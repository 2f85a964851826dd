// Dweve FDL - Flat Data Language
//
// Copyright (c) 2025 Dweve IP B.V. and individual contributors.
//
// SPDX-License-Identifier: Apache-2.0
//
// Licensed under the Apache License, Version 2.0 (the "License");
// you may not use this file except in compliance with the License.
// You may obtain a copy of the License in the LICENSE file at the
// root of this repository or at: http://www.apache.org/licenses/LICENSE-2.0
//
// Unless required by applicable law or agreed to in writing, software
// distributed under the License is distributed on an "AS IS" BASIS,
// WITHOUT WARRANTIES OR CONDITIONS OF ANY KIND, either express or implied.
// See the License for the specific language governing permissions and
// limitations under the License.

//! Attribute schema nodes.
//!
//! An attribute extracts one field value from a record and emits it as a
//! named `(name, value)` pair on the enclosing open event. The extraction
//! pipeline is fixed: positional extract, malformed-character substitution,
//! escape removal, trimming, optional formatting. An empty result emits
//! nothing, which is not an error.

use crate::event::Attributes;
use crate::format::Formatter;
use crate::span::{replace_malformed_chars, strip_escapes, Span};
use std::borrow::Cow;

/// Compiled schema for one emitted attribute.
#[derive(Debug)]
pub struct AttributeSchema {
    span: Span,
    formatter: Option<Box<dyn Formatter>>,
}

impl AttributeSchema {
    /// An attribute with no value formatter.
    pub fn new(span: Span) -> Self {
        Self {
            span,
            formatter: None,
        }
    }

    /// An attribute whose values run through `formatter` before emission.
    pub fn with_formatter(span: Span, formatter: Box<dyn Formatter>) -> Self {
        Self {
            span,
            formatter: Some(formatter),
        }
    }

    /// The attribute name.
    #[inline]
    pub fn name(&self) -> &str {
        self.span.name()
    }

    /// Extract this attribute's value from `record` and append it to `atts`.
    ///
    /// The malformed-character pass runs before escape removal, matching the
    /// cleanup order the schema format guarantees. Formatter failures are
    /// logged and the unformatted value is emitted instead.
    pub fn parse(&self, record: &str, atts: &mut Attributes) {
        if record.is_empty() {
            return;
        }

        let raw = self.span.extract(record);
        let cleaned: Cow<'_, str> = if self.span.replace_malformed() {
            replace_malformed_chars(raw)
        } else {
            Cow::Borrowed(raw)
        };
        let unescaped: Cow<'_, str> = match self.span.escape() {
            Some(escape) if cleaned.contains(escape) => {
                Cow::Owned(strip_escapes(&cleaned, escape).into_owned())
            }
            _ => cleaned,
        };
        let value = if self.span.trim() {
            unescaped.trim()
        } else {
            unescaped.as_ref()
        };
        if value.is_empty() {
            return;
        }

        match &self.formatter {
            Some(formatter) => match formatter.format(value) {
                Ok(formatted) => atts.push(self.span.name(), formatted),
                Err(e) => {
                    log::warn!("attribute '{}': {}", self.span.name(), e);
                    atts.push(self.span.name(), value);
                }
            },
            None => atts.push(self.span.name(), value),
        }
    }
}

#[cfg(test)]
mod tests {
    use super::*;
    use crate::error::SchemaResult;
    use crate::format::FormatError;
    use std::collections::HashMap;

    fn attr(name: &str, start: usize, length: Option<usize>) -> AttributeSchema {
        AttributeSchema::new(Span::new(name, start, length, true, false, None))
    }

    // ==================== extraction tests ====================

    #[test]
    fn test_parse_emits_named_value() {
        let mut atts = Attributes::new();
        attr("code", 0, Some(3)).parse("ABC123", &mut atts);
        assert_eq!(atts.get("code"), Some("ABC"));
    }

    #[test]
    fn test_parse_empty_record_is_noop() {
        let mut atts = Attributes::new();
        attr("code", 0, Some(3)).parse("", &mut atts);
        assert!(atts.is_empty());
    }

    #[test]
    fn test_parse_blank_value_emits_nothing() {
        let mut atts = Attributes::new();
        attr("code", 0, Some(4)).parse("    rest", &mut atts);
        assert!(atts.is_empty());
    }

    #[test]
    fn test_parse_trims_by_default() {
        let mut atts = Attributes::new();
        attr("name", 0, Some(8)).parse("SMITH   JOHN", &mut atts);
        assert_eq!(atts.get("name"), Some("SMITH"));
    }

    #[test]
    fn test_parse_trim_disabled() {
        let schema = AttributeSchema::new(Span::new("name", 0, Some(8), false, false, None));
        let mut atts = Attributes::new();
        schema.parse("SMITH   JOHN", &mut atts);
        assert_eq!(atts.get("name"), Some("SMITH   "));
    }

    // ==================== cleanup tests ====================

    #[test]
    fn test_parse_replaces_malformed() {
        let schema = AttributeSchema::new(Span::new("v", 0, None, true, true, None));
        let mut atts = Attributes::new();
        schema.parse("a\u{0002}b", &mut atts);
        assert_eq!(atts.get("v"), Some("a?b"));
    }

    #[test]
    fn test_parse_strips_escape_markers() {
        let schema = AttributeSchema::new(Span::new("v", 0, None, true, false, Some('\\')));
        let mut atts = Attributes::new();
        schema.parse("a\\;b", &mut atts);
        assert_eq!(atts.get("v"), Some("a;b"));
    }

    #[test]
    fn test_parse_escape_of_escape() {
        let schema = AttributeSchema::new(Span::new("v", 0, None, true, false, Some('\\')));
        let mut atts = Attributes::new();
        schema.parse("a\\\\b", &mut atts);
        assert_eq!(atts.get("v"), Some("a\\b"));
    }

    // ==================== formatter tests ====================

    #[derive(Debug)]
    struct Doubler;
    impl Formatter for Doubler {
        fn configure(&mut self, _: &HashMap<String, String>) -> SchemaResult<()> {
            Ok(())
        }
        fn format(&self, value: &str) -> Result<String, FormatError> {
            Ok(format!("{}{}", value, value))
        }
    }

    #[derive(Debug)]
    struct AlwaysFails;
    impl Formatter for AlwaysFails {
        fn configure(&mut self, _: &HashMap<String, String>) -> SchemaResult<()> {
            Ok(())
        }
        fn format(&self, value: &str) -> Result<String, FormatError> {
            Err(FormatError {
                value: value.to_string(),
                message: "nope".to_string(),
            })
        }
    }

    #[test]
    fn test_parse_applies_formatter() {
        let schema = AttributeSchema::with_formatter(
            Span::new("v", 0, Some(2), true, false, None),
            Box::new(Doubler),
        );
        let mut atts = Attributes::new();
        schema.parse("ab", &mut atts);
        assert_eq!(atts.get("v"), Some("abab"));
    }

    #[test]
    fn test_parse_formatter_failure_passes_original() {
        let schema = AttributeSchema::with_formatter(
            Span::new("v", 0, Some(2), true, false, None),
            Box::new(AlwaysFails),
        );
        let mut atts = Attributes::new();
        schema.parse("ab", &mut atts);
        assert_eq!(atts.get("v"), Some("ab"));
    }
}
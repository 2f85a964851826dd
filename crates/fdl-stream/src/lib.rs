// Dweve FDL - Flat Data Language
//
// Copyright (c) 2025 Dweve IP B.V. and individual contributors.
//
// SPDX-License-Identifier: Apache-2.0
//
// Licensed under the Apache License, Version 2.0 (the "License");
// you may not use this file except in compliance with the License.
// You may obtain a copy of the License in the LICENSE file at the
// root of this repository or at: http://www.apache.org/licenses/LICENSE-2.0
//
// Unless required by applicable law or agreed to in writing, software
// distributed under the License is distributed on an "AS IS" BASIS,
// WITHOUT WARRANTIES OR CONDITIONS OF ANY KIND, either express or implied.
// See the License for the specific language governing permissions and
// limitations under the License.

//! FDL stream readers: bytes in, structural events out.
//!
//! This crate drives the `fdl-core` schema model over real byte streams:
//!
//! - [`RecordSegmenter`] turns an undifferentiated byte stream into
//!   discrete character records, by separator or fixed length, with
//!   escape-aware scanning that stays correct across buffer refills and at
//!   end of stream;
//! - [`FlatReader`] hands every record to the same top-level schema nodes;
//! - [`TaggedReader`] routes records through a hierarchical block tree
//!   keyed by a per-record discriminator, tracking nesting with a cursor.
//!
//! Readers are compiled once from a JSON or YAML configuration and are
//! immutable afterwards: one reader may serve many concurrent streams, each
//! `parse` call owning its segmenter, cursor and line counter. The byte
//! source is only read, never closed; the event sink is owned by the
//! caller.
//!
//! ```rust
//! use fdl_core::{EventBuffer, FormatterRegistry};
//! use fdl_stream::TaggedReader;
//! use std::io::Cursor;
//!
//! let config = r#"{
//!     "name": "batch",
//!     "separator-char": "\n",
//!     "key-definitions": [
//!         {"attributes": [{"name": "tag", "start": 1, "size": 1}]}
//!     ],
//!     "blocks": [
//!         {"name": "header", "start-key": "H", "end-key": "T", "children": [
//!             {"kind": "attribute", "name": "id", "start": 2, "size": 4}
//!         ], "blocks": [
//!             {"name": "detail", "start-key": "D", "children": [
//!                 {"kind": "attribute", "name": "amount", "start": 2}
//!             ]}
//!         ]}
//!     ]
//! }"#;
//!
//! let reader = TaggedReader::from_json(config, &FormatterRegistry::new()).unwrap();
//! let mut events = EventBuffer::new();
//! reader
//!     .parse(Cursor::new("H0001\nD100\nD250\nT"), &mut events)
//!     .unwrap();
//!
//! assert_eq!(
//!     events.open_names(),
//!     vec!["batch", "header", "detail", "detail"]
//! );
//! ```

pub mod decoder;
pub mod error;
pub mod flat;
pub mod reader;
pub mod segmenter;
pub mod tagged;

pub use decoder::{Encoding, StreamDecoder};
pub use error::{StreamError, StreamResult};
pub use flat::{FlatConfig, FlatReader};
pub use reader::RecordConfig;
pub use segmenter::{RecordBoundary, RecordSegmenter, SegmentOptions};
pub use tagged::{BlockConfig, TaggedConfig, TaggedReader};
// Dweve FDL - Flat Data Language
//
// Copyright (c) 2025 Dweve IP B.V. and individual contributors.
//
// SPDX-License-Identifier: Apache-2.0
//
// Licensed under the Apache License, Version 2.0 (the "License");
// you may not use this file except in compliance with the License.
// You may obtain a copy of the License in the LICENSE file at the
// root of this repository or at: http://www.apache.org/licenses/LICENSE-2.0
//
// Unless required by applicable law or agreed to in writing, software
// distributed under the License is distributed on an "AS IS" BASIS,
// WITHOUT WARRANTIES OR CONDITIONS OF ANY KIND, either express or implied.
// See the License for the specific language governing permissions and
// limitations under the License.

//! Embedding of externally produced sub-content.
//!
//! A `content` node splices a sub-document into the event stream: either the
//! raw text of a file (emitted as character content) or the events of a
//! named [`ContentProvider`] looked up in an explicit [`ProviderRegistry`].
//! In `once` mode the node fires at most once per stream; the fired flag
//! lives in the per-invocation [`ParseContext`], never on the shared schema,
//! so concurrent streams stay independent.

use crate::error::EmitResult;
use crate::event::{Attributes, EventSink};
use std::collections::HashMap;
use std::path::PathBuf;

/// Emits an externally produced sub-document into a sink.
pub trait ContentProvider: Send + Sync {
    /// Emit the sub-document as a balanced sequence of structural events.
    fn emit(&self, sink: &mut dyn EventSink) -> EmitResult<()>;
}

/// Explicit name-to-provider registry, resolved at parse time.
#[derive(Default)]
pub struct ProviderRegistry {
    providers: HashMap<String, Box<dyn ContentProvider>>,
}

impl ProviderRegistry {
    /// An empty registry.
    pub fn new() -> Self {
        Self::default()
    }

    /// Register a provider under a name referenced by `content` nodes.
    pub fn register(&mut self, name: impl Into<String>, provider: Box<dyn ContentProvider>) {
        self.providers.insert(name.into(), provider);
    }

    /// Look up a provider.
    pub fn get(&self, name: &str) -> Option<&dyn ContentProvider> {
        self.providers.get(name).map(|p| p.as_ref())
    }
}

impl std::fmt::Debug for ProviderRegistry {
    fn fmt(&self, f: &mut std::fmt::Formatter<'_>) -> std::fmt::Result {
        f.debug_struct("ProviderRegistry")
            .field("providers", &self.providers.keys().collect::<Vec<_>>())
            .finish()
    }
}

/// Mutable per-invocation state threaded through one stream's parse.
///
/// Shared schemas carry no run-time state; everything that changes while a
/// stream is processed lives here or on the reader's own per-call locals.
#[derive(Debug)]
pub struct ParseContext<'a> {
    providers: &'a ProviderRegistry,
    fired: Vec<bool>,
}

impl<'a> ParseContext<'a> {
    /// A fresh context for one stream. `content_slots` is the number of
    /// `content` nodes in the compiled schema.
    pub fn new(content_slots: usize, providers: &'a ProviderRegistry) -> Self {
        Self {
            providers,
            fired: vec![false; content_slots],
        }
    }
}

/// When a content node fires.
#[derive(Debug, Clone, Copy, PartialEq, Eq)]
pub enum ContentMode {
    /// At most once per stream.
    Once,
    /// On every invocation.
    Many,
}

/// Where a content node's sub-document comes from.
#[derive(Debug, Clone)]
pub enum ContentSource {
    /// Raw file text, emitted as character content.
    File(PathBuf),
    /// A registered [`ContentProvider`], emitted as events.
    Provider(String),
}

/// Compiled schema for a `content` node.
#[derive(Debug)]
pub struct ContentSchema {
    name: String,
    use_name: bool,
    mode: ContentMode,
    source: ContentSource,
    slot: usize,
}

impl ContentSchema {
    /// Build a content node. `slot` is the index of this node's fired flag
    /// in the [`ParseContext`], assigned by the schema compiler.
    pub fn new(
        name: impl Into<String>,
        use_name: bool,
        mode: ContentMode,
        source: ContentSource,
        slot: usize,
    ) -> Self {
        Self {
            name: name.into(),
            use_name,
            mode,
            source,
            slot,
        }
    }

    /// Splice the configured sub-content into the stream.
    ///
    /// A missing file or unregistered provider is logged and skipped; sink
    /// failures propagate.
    pub fn parse(
        &self,
        _record: &str,
        ctx: &mut ParseContext<'_>,
        sink: &mut dyn EventSink,
    ) -> EmitResult<()> {
        if self.mode == ContentMode::Once && ctx.fired[self.slot] {
            return Ok(());
        }
        ctx.fired[self.slot] = true;

        if self.use_name {
            sink.open(&self.name, &Attributes::new())?;
        }
        match &self.source {
            ContentSource::File(path) => match std::fs::read_to_string(path) {
                Ok(text) => sink.characters(&text)?,
                Err(e) => {
                    log::warn!("content '{}': cannot read {}: {}", self.name, path.display(), e);
                }
            },
            ContentSource::Provider(provider_name) => match ctx.providers.get(provider_name) {
                Some(provider) => provider.emit(sink)?,
                None => {
                    log::warn!(
                        "content '{}': no provider registered under '{}'",
                        self.name,
                        provider_name
                    );
                }
            },
        }
        if self.use_name {
            sink.close(&self.name)?;
        }
        Ok(())
    }
}
/// Configuration of a `key-definition`.
#[derive(Debug, Clone, Deserialize)]
#[serde(rename_all = "kebab-case")]
pub struct KeyDefConfig {
    #[serde(flatten)]
    pub common: NodeCommon,
    /// Separator for index-addressed key attributes.
    pub separator: Option<String>,
    /// Joiner between multiple attribute values.
    pub join_char: Option<String>,
    #[serde(default)]
    pub attributes: Vec<AttributeConfig>,
}

/// One schema node of any kind, selected by the `kind` tag.
#[derive(Debug, Clone, Deserialize)]
#[serde(tag = "kind", rename_all = "kebab-case")]
pub enum NodeConfig {
    Attribute(AttributeConfig),
    Element(ElementConfig),
    Choose(ChooseConfig),
    Content(ContentConfig),
}

impl NodeConfig {
    fn common(&self) -> &NodeCommon {
        match self {
            NodeConfig::Attribute(a) => &a.common,
            NodeConfig::Element(e) => &e.common,
            NodeConfig::Choose(c) => &c.common,
            NodeConfig::Content(c) => &c.common,
        }
    }
}

/// Settings a node inherits from its parent when it does not configure them.
#[derive(Debug, Clone, Copy, Default)]
pub struct Inherited {
    pub escape: Option<char>,
    pub replace_malformed: bool,
}

/// Parse a single-character setting, honoring backslash escapes
/// (`\n`, `\t`, `\r`, `\0`, `\\`, `\uXXXX`).
pub fn parse_char_literal(input: &str) -> SchemaResult<char> {
    let err = || SchemaError::InvalidCharLiteral(input.to_string());
    let mut chars = input.chars();
    let first = chars.next().ok_or_else(err)?;
    if first != '\\' {
        return match chars.next() {
            None => Ok(first),
            Some(_) => Err(err()),
        };
    }
    let escaped = chars.next().ok_or_else(err)?;
    if escaped == 'u' {
        let hex: String = chars.collect();
        let hex = hex.trim_start_matches('{').trim_end_matches('}');
        let code = u32::from_str_radix(hex, 16).map_err(|_| err())?;
        return char::from_u32(code).ok_or_else(err);
    }
    let value = match escaped {
        'n' => '\n',
        't' => '\t',
        'r' => '\r',
        '0' => '\0',
        '\\' => '\\',
        '\'' => '\'',
        '"' => '"',
        _ => return Err(err()),
    };
    match chars.next() {
        None => Ok(value),
        Some(_) => Err(err()),
    }
}

fn parse_opt_char(input: &Option<String>) -> SchemaResult<Option<char>> {
    match input {
        None => Ok(None),
        Some(s) if s.is_empty() => Ok(None),
        Some(s) => parse_char_literal(s).map(Some),
    }
}

/// Compiles configuration trees into immutable schema nodes.
///
/// One compiler instance builds one reader's whole schema so that `content`
/// nodes receive unique per-stream state slots.
#[derive(Debug)]
pub struct Compiler<'a> {
    registry: &'a FormatterRegistry,
    content_slots: usize,
}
-- -- --
▶ _DESCRIPTION OF THE TASK_: Your output must be the lines of the material above, from the first through the line that contains "emits it as a", copied exactly. Include both endpoints and nothing else.

▶ _TASK OUTPUT_:
repository 2f85a964851826dd
// Dweve FDL - Flat Data Language
//
// Copyright (c) 2025 Dweve IP B.V. and individual contributors.
//
// SPDX-License-Identifier: Apache-2.0
//
// Licensed under the Apache License, Version 2.0 (the "License");
// you may not use this file except in compliance with the License.
// You may obtain a copy of the License in the LICENSE file at the
// root of this repository or at: http://www.apache.org/licenses/LICENSE-2.0
//
// Unless required by applicable law or agreed to in writing, software
// distributed under the License is distributed on an "AS IS" BASIS,
// WITHOUT WARRANTIES OR CONDITIONS OF ANY KIND, either express or implied.
// See the License for the specific language governing permissions and
// limitations under the License.

//! Attribute schema nodes.
//!
//! An attribute extracts one field value from a record and emits it as a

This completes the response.